Heimwee, weemoed, verlangen, vage dromen … gewoon, mens zijn in deze warrige wereld.



Tranen van Kristal


Diep in mij verborgen
is er een kamertje
een plekje oude weemoed.
Weemoed naar iets van lang voor ik geboren werd.
Verlangen naar iets wat ik niet ten volle ken.
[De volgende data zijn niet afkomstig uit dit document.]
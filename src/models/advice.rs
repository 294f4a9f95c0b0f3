use serde::{Deserialize, Serialize};

#[derive(Debug, Clone, Copy, PartialEq, Eq, Hash, Serialize, Deserialize)]
pub enum AdviceCategory {
    RainySeason,
    DrySeason,
    General,
    FungalRisk,
    ColdProtection,
    Fallback,
}

/// Localized advice produced by one rule; each line is rendered as a bullet
#[derive(Debug, Clone, PartialEq, Serialize, Deserialize)]
pub struct Advice {
    pub category: AdviceCategory,
    pub lines: Vec<String>,
}

impl Advice {
    pub fn new(category: AdviceCategory) -> Self {
        Self {
            category,
            lines: Vec::new(),
        }
    }

    pub fn with_line(mut self, line: impl Into<String>) -> Self {
        self.lines.push(line.into());
        self
    }
}
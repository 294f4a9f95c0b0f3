use super::response::UssdResponse;
use super::text;
use crate::datasources::WeatherProvider;
use crate::logic::{format_day_line, summarize_days, AdviceEngine, FORECAST_DAYS};
use crate::models::{Language, Menu, Session};
use std::sync::Arc;

/// Keypress that leaves the session (language/main) or goes back (content screens)
pub const EXIT_CHOICE: &str = "0";

/// Screen transitions for a single keypress.
///
/// Handlers mutate the session in place and classify their own response as
/// continuing or ending. The caller persists or removes the session based on
/// that classification.
pub struct MenuMachine {
    provider: Arc<dyn WeatherProvider>,
    advice: AdviceEngine,
}

impl MenuMachine {
    pub fn new(provider: Arc<dyn WeatherProvider>) -> Self {
        Self {
            provider,
            advice: AdviceEngine::new(),
        }
    }

    pub async fn dispatch(&self, session: &mut Session, choice: &str) -> UssdResponse {
        tracing::debug!(
            "Dispatching {:?} on {} for session {}",
            choice,
            session.current_menu,
            session.id
        );

        match session.current_menu {
            Menu::LanguageSelect => self.language_select(session, choice),
            Menu::Main => self.main_menu(session, choice).await,
            Menu::Weather => self.weather(session, choice).await,
            Menu::Forecast => self.forecast(session, choice).await,
            Menu::Tips => self.tips(session, choice).await,
        }
    }

    fn language_select(&self, session: &mut Session, choice: &str) -> UssdResponse {
        if choice == EXIT_CHOICE {
            return end_session(session);
        }

        match Language::from_choice(choice) {
            Some(language) => {
                session.select_language(language);
                tracing::info!("Session {} selected language {}", session.id, language);
                UssdResponse::con(text::main_menu(language, &session.selected_location))
            }
            None => UssdResponse::con(text::language_menu_invalid()),
        }
    }

    async fn main_menu(&self, session: &mut Session, choice: &str) -> UssdResponse {
        // Content screens render immediately, as if entered with no sub-choice
        match choice {
            "1" => {
                session.current_menu = Menu::Weather;
                self.weather(session, "").await
            }
            "2" => {
                session.current_menu = Menu::Forecast;
                self.forecast(session, "").await
            }
            "3" => {
                session.current_menu = Menu::Tips;
                self.tips(session, "").await
            }
            EXIT_CHOICE => end_session(session),
            _ => UssdResponse::con(text::main_menu_invalid(
                session.language,
                &session.selected_location,
            )),
        }
    }

    async fn weather(&self, session: &mut Session, choice: &str) -> UssdResponse {
        if choice == EXIT_CHOICE {
            return back_to_main(session);
        }

        let language = session.language;
        let location = session.selected_location.as_str();

        match self.provider.current_weather(location).await {
            Ok(weather) => {
                let body = format!(
                    "{}\n\n{}",
                    text::weather_report(language, location, &weather),
                    self.advice.render(&weather, language)
                );
                with_back_option(body, language)
            }
            Err(e) => {
                tracing::warn!("Weather fetch for {} failed: {}", location, e);
                with_back_option(text::weather_error(language), language)
            }
        }
    }

    async fn forecast(&self, session: &mut Session, choice: &str) -> UssdResponse {
        if choice == EXIT_CHOICE {
            return back_to_main(session);
        }

        let language = session.language;
        let location = session.selected_location.as_str();

        let forecast = match self.provider.forecast(location).await {
            Ok(forecast) if !forecast.samples.is_empty() => forecast,
            Ok(_) => {
                tracing::warn!("Forecast for {} came back empty", location);
                return with_back_option(text::forecast_error(language), language);
            }
            Err(e) => {
                tracing::warn!("Forecast fetch for {} failed: {}", location, e);
                return with_back_option(text::forecast_error(language), language);
            }
        };

        let days = summarize_days(&forecast.samples, language, FORECAST_DAYS);

        let mut body = text::forecast_heading(language, location);
        if days.is_empty() {
            body.push('\n');
            body.push_str(text::no_forecast_data(language));
        }
        for day in &days {
            body.push('\n');
            body.push_str(&format_day_line(day, language));
        }
        body.push('\n');

        with_back_option(body, language)
    }

    async fn tips(&self, session: &mut Session, choice: &str) -> UssdResponse {
        if choice == EXIT_CHOICE {
            return back_to_main(session);
        }

        let language = session.language;
        let location = session.selected_location.as_str();

        match self.provider.current_weather(location).await {
            Ok(weather) => with_back_option(self.advice.render(&weather, language), language),
            Err(e) => {
                tracing::warn!("Weather fetch for tips in {} failed: {}", location, e);
                with_back_option(text::tips_error(language), language)
            }
        }
    }
}

/// Send the session back to the main menu
pub fn back_to_main(session: &mut Session) -> UssdResponse {
    session.current_menu = Menu::Main;
    UssdResponse::con(text::main_menu(session.language, &session.selected_location))
}

/// Terminal thank-you; the caller removes the session on any END response
pub fn end_session(session: &Session) -> UssdResponse {
    tracing::info!("Session {} ended by user", session.id);
    UssdResponse::end(text::goodbye(session.language))
}

fn with_back_option(body: impl AsRef<str>, language: Language) -> UssdResponse {
    UssdResponse::con(format!("{}\n{}", body.as_ref(), text::back_option(language)))
}
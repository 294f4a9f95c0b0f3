pub mod advice;
pub mod forecast;
pub mod session;
pub mod weather;

pub use advice::*;
pub use forecast::*;
pub use session::*;
pub use weather::*;
use chrono::{NaiveDate, NaiveDateTime};
use serde::{Deserialize, Serialize};

/// Timestamp layout used by forecast samples, e.g. `2024-05-01 12:00:00`
pub const SAMPLE_TIMESTAMP_FORMAT: &str = "%Y-%m-%d %H:%M:%S";

/// Forecast feed from a weather provider, samples in provider order
#[derive(Debug, Clone, PartialEq, Serialize, Deserialize)]
pub struct WeatherForecast {
    pub city: String,
    pub samples: Vec<ForecastSample>,
}

/// A single timestamped forecast sample (3-hour interval for OpenWeatherMap)
#[derive(Debug, Clone, PartialEq, Serialize, Deserialize)]
pub struct ForecastSample {
    pub timestamp: String,
    pub temp_min_c: f64,
    pub temp_max_c: f64,
    pub description: String,
}

impl ForecastSample {
    pub fn new(
        timestamp: impl Into<String>,
        temp_min_c: f64,
        temp_max_c: f64,
        description: impl Into<String>,
    ) -> Self {
        Self {
            timestamp: timestamp.into(),
            temp_min_c,
            temp_max_c,
            description: description.into(),
        }
    }

    pub fn parsed_timestamp(&self) -> Option<NaiveDateTime> {
        NaiveDateTime::parse_from_str(self.timestamp.trim(), SAMPLE_TIMESTAMP_FORMAT).ok()
    }

    /// Calendar date of the sample, `None` if the timestamp is malformed
    pub fn date(&self) -> Option<NaiveDate> {
        self.parsed_timestamp().map(|ts| ts.date())
    }
}

/// Aggregated view of one calendar day
#[derive(Debug, Clone, PartialEq, Serialize, Deserialize)]
pub struct DaySummary {
    pub date: NaiveDate,
    pub min_temp_c: f64,
    pub max_temp_c: f64,
    pub dominant_condition: String,
    pub label: String,
}
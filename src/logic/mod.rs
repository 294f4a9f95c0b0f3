pub mod forecast_summary;
pub mod rules;

pub use forecast_summary::{format_day_line, summarize_days, FORECAST_DAYS};
pub use rules::AdviceEngine;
In dat kamertje staat een vaas voor het raam
gevuld met tranen uit vele levens
waarop al duizenden dagen
de zon heeft geschenen.
Kristallen zijn het geworden
Ze schitteren en weerspiegelen ‘Iets’
waar geen woorden voor zijn.

Kan je zien?
Kan jij bijna zien
hoe innig mooi weemoed kan zijn
wanneer die overgoten
door dankbaarheid
Vreugde wordt?

Kan jij de stilte zien?
Het nooit vergeten
van iets wat je niet weet?


Onbekend


Zee, zeg je
en je verzamelt mijn dromen in een mand
en water, zeg je
met wat zoute tranen van gisteren
droog op je wang.

Je zegt grijs en vage verte
en morgen en wie vangt de tijd
dan zwijg je
en zie ik zee in jouw ogen.

Golven van verlangen
rollen over het strand
trekken zich terug
in dromen.

Onbekend, zeg je,
wat morgen nog zal komen




Een horizon verder


ze nam uit het zand

een schelp
een stukje
van wat eens was de zee

ze schreef er letters mee
op het verlaten
strand

letters in het zand

niemand zou ooit lezen
behalve de wind
en de zee

maar die zijn allang vergeten
weten niet
nemen slechts mee

ze staart nu naar het water
ziet er al haar vroeger in

ze kijkt een horizon
verder naar later

en laat waaien
de herinnering


Vederlicht


Veder~veder~licht
zwevend
op een warme wind

teder zacht
o lieve moeder
ik blijf jouw kind

zo bedenk ik jou
een nieuwe naam

zo kijk ik
naar de sterren
en de maan

hoe mooi
jij bent
zo ver
en zo nabij

mijn lieve kind
ik ben jouw moeder
kom bij mij




Blijvende herinnering


Zoals jij soms nog in dromen
uit een vage verte
in zwijgen gehuld
de weg weet te vinden
naar mijn kloppend hart

om dan weer te verdwijnen
met het stille landschap
van een donkere nacht

en de dag hiervan
nog slechts de herinnering draagt

zo verlies ik jou in deze woorden
– ertussen
blijft de herinnering.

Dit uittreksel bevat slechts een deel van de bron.